At first glance, Mankind Beyond Earth looks rather retro: the Chesley Bonestell cover art, the font, even the title (“Mankind” versus, say, “Humanity”).

Of the three parts, the second is perhaps the strongest. Piantadosi goes into great detail about the issues humans face attempting to live beyond Earth, such as developing robust, closed-loop life support systems and countermeasures to keep astronauts healthy after extended exposure to microgravity. The biggest obstacle, he argues, is cosmic radiation, since unlike other issues of human exposure to the space environment, there is no clear solution regarding how to protect people from the exposure to this radiation. “The only practical strategy is to keep radiation exposures as low as reasonably achievable,” he concludes (emphasis in original.)

The first and third parts of the book, though, are much weaker. The first part is a mix of history (of spaceflight and terrestrial exploration) that tries to make the case for returning to the Moon, “the only place large enough and close enough to implement a long-term strategy for interplanetary space exploration involving people.” But beyond describing the advantages of lunar settlements—their proximity to Earth, available resources, and so on—he doesn’t make much of a case for going there that hasn’t already been made, unsuccessfully, in the past, such as during the Vision for Space Exploration. The third part is no better, growing more speculative as he examines human exploration into the outer solar system and even to other solar systems.
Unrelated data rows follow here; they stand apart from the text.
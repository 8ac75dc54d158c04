use std::sync::Arc;

use serde::{Deserialize, Serialize};
use tracing::instrument;

use crate::constants::{CONTEXT_MESSAGES, PERSONA_PROMPT, STORED_CONTEXT_ROWS};
use crate::db;
use crate::db::prelude::*;

pub mod fallback;
pub mod history;
pub mod provider;

use history::RollingHistory;
use provider::{ProviderChain, ProviderResult};

#[derive(Debug, Clone, Deserialize)]
pub struct ChatRequest {
    #[serde(default)]
    pub message: String,
    pub user_id: Option<String>,
    pub context: Option<String>,
}

#[derive(Debug, Clone, Serialize)]
pub struct ChatReply {
    pub response: String,
    pub source: &'static str,
    pub memory_saved: bool,
}

/// Sequences one chat exchange: resolve context, walk the provider chain,
/// fall back to the canned responder, persist. Store and provider failures
/// degrade; this never returns an empty response.
pub struct ChatOrchestrator {
    providers: ProviderChain,
    history: Arc<RollingHistory>,
}

impl ChatOrchestrator {
    pub async fn from_env() -> ProviderResult<Self> {
        Ok(Self {
            providers: ProviderChain::from_env().await?,
            history: Arc::new(RollingHistory::new()),
        })
    }

    pub fn history(&self) -> &RollingHistory {
        &self.history
    }

    pub fn backend_status(&self) -> Vec<(&'static str, bool)> {
        self.providers.backend_status()
    }

    pub fn has_providers(&self) -> bool {
        !self.providers.is_empty()
    }

    #[instrument(skip(self, req), fields(user = ?req.user_id))]
    pub async fn respond(&self, req: &ChatRequest, channel: Option<&str>) -> ChatReply {
        let user_id = req.user_id.as_deref().map(UserId::from);
        let context = self.resolve_context(req, channel, user_id.as_ref()).await;

        let (response, source) = match self
            .providers
            .complete(PERSONA_PROMPT, context.as_deref(), &req.message)
            .await
        {
            Some((text, kind)) => (text, kind.label()),
            None => (fallback::respond(&req.message), "fallback"),
        };

        let memory_saved = self
            .save_exchange(user_id.as_ref(), &req.message, &response, source)
            .await;

        tracing::info!(source, memory_saved, "chat exchange complete");

        ChatReply {
            response,
            source,
            memory_saved,
        }
    }

    /// Explicit caller context wins; then the channel's rolling window; then
    /// whatever the store remembers about this user.
    async fn resolve_context(
        &self,
        req: &ChatRequest,
        channel: Option<&str>,
        user_id: Option<&UserId>,
    ) -> Option<String> {
        if let Some(context) = req.context.as_deref()
            && !context.trim().is_empty()
        {
            return Some(context.to_string());
        }

        if let Some(channel) = channel
            && let Some(context) = self.history.context(channel, CONTEXT_MESSAGES)
        {
            return Some(context);
        }

        let pool = db::try_pool()?;
        match ConversationRepository::new(pool)
            .recent(user_id, STORED_CONTEXT_ROWS)
            .await
        {
            Ok(rows) if !rows.is_empty() => {
                let lines = rows
                    .iter()
                    .map(|row| {
                        let truncated: String = row.message.chars().take(100).collect();
                        format!("User: {truncated}")
                    })
                    .collect::<Vec<_>>()
                    .join("\n");

                Some(lines)
            }
            Ok(_) => None,
            Err(e) => {
                tracing::warn!(error = ?e, "context fetch failed, continuing without");
                None
            }
        }
    }

    async fn save_exchange(
        &self,
        user_id: Option<&UserId>,
        message: &str,
        response: &str,
        source: &str,
    ) -> bool {
        let Some(pool) = db::try_pool() else {
            return false;
        };

        match ConversationRepository::new(pool)
            .insert(user_id, message, response, source)
            .await
        {
            Ok(()) => true,
            Err(e) => {
                tracing::warn!(error = ?e, "conversation save failed");
                false
            }
        }
    }
}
Piantadosi is clearly an expert on human factors, and in that section of the book he dives into specifics about the issues that humans facing trying to live in space. In fact, it may be too much detail for the casual reader. However, his knowledge of other aspects of spaceflight doesn’t appear to be quite as good, as the book contains a number of surprising errors. For example, in several cases he refers to former astronaut “Harrison Schmidt” who flew to the Moon on Apollo 12; Harrison Schmitt, of course, was on the crew of Apollo 17. Others are fallacious leaps of logic: “Yet today, NASA has no heavy-lift launch capability. Thus we are now paying the Russian Federation to transport our people to the ISS,” he writes. The two sentences are true with the exception of the use of “thus”: while NASA has no heavy-lift capability, it is not necessarily relevant to human spaceflight; the Russian Soyuz vehicle, after all, is not a heavy-lift vehicle.

As for a rationale for human spaceflight strong enough to shake loose public or private dollars, Mankind Beyond Earth doesn’t offer much. He is not fond of arguments that humanity should establish a presence beyond Earth to ensure its survival, concluding that the odds of our being wiped off the Earth by a natural cataclysm to be “vanishingly small” (the odds that we might wipe ourselves out are perhaps a bit larger, but he doesn’t dwell much on that possibility.) “The best course of action seems to be to learn as much as possible about our place in the universe while trying to avoid killing ourselves,” he concludes near the end of the first part of the book. Good advice, to be certain, but one that doesn’t explicitly require humans to leave the Earth.